The house is in a neighbourhood called Harmony Hill (cute, right?) and we really love the feel there, and the location. It’s super central to all the amenities one could need, and not so far east that we have to battle an hour of traffic every weekday (we’re good & sick of that routine…) That traffic is so bad, it’s actually the reason why we invested in scooters; cuz you can just zip right down the middle of the 2 lanes (cautiously of course cuz scooters are pretty dangerous…)
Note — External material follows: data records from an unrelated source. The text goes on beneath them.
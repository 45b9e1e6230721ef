// src/aichat/mod.rs

pub mod agent;
pub mod client_wrapper;
pub mod clients;
pub mod code_block;
pub mod commands;
pub mod config;
pub mod convergence;
pub mod discussion;
pub mod event;
pub mod interaction_log;
pub mod knowledge;
pub mod plan;
pub mod secretary;
pub mod tools;
pub mod transcript;

// Shorter paths for the types every caller needs, e.g. aichat::aichat::Agent
pub use agent::{Agent, AgentReply};
pub use secretary::{RunResult, SecretaryCoordinator};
my red rider :) and benji's in the background

Speaking of dangerous, yesterday, Benji actually had a little accident on his scooter. He was going down the first hill leaving my neighbourhood, and there were these pigeons in the road, and you know how pigeons always wait til the last second to flit out of the way? Yea, well this one didn’t move, so Benji overreacted and slammed on brakes (instead of hitting the damn thing), and lost control of the bike, was thrown from it down onto his shoulder, did a lil army roll and caught himself. Thank goodness he was wearing his $500 helmet, or who knows how much worse it could have been! But he was really shaken up nonetheless, cut up his palms pretty bad, and says he heard his shoulder “pop” when he hit the ground :(

grim reaper?

So he went to the doctor and had an x-ray and turns out he has a sprained acromioclavicularAC joint, and just needs some anti-inflammatory drugs and some rest. My strong man will be back to lifting heavy things in no time ;)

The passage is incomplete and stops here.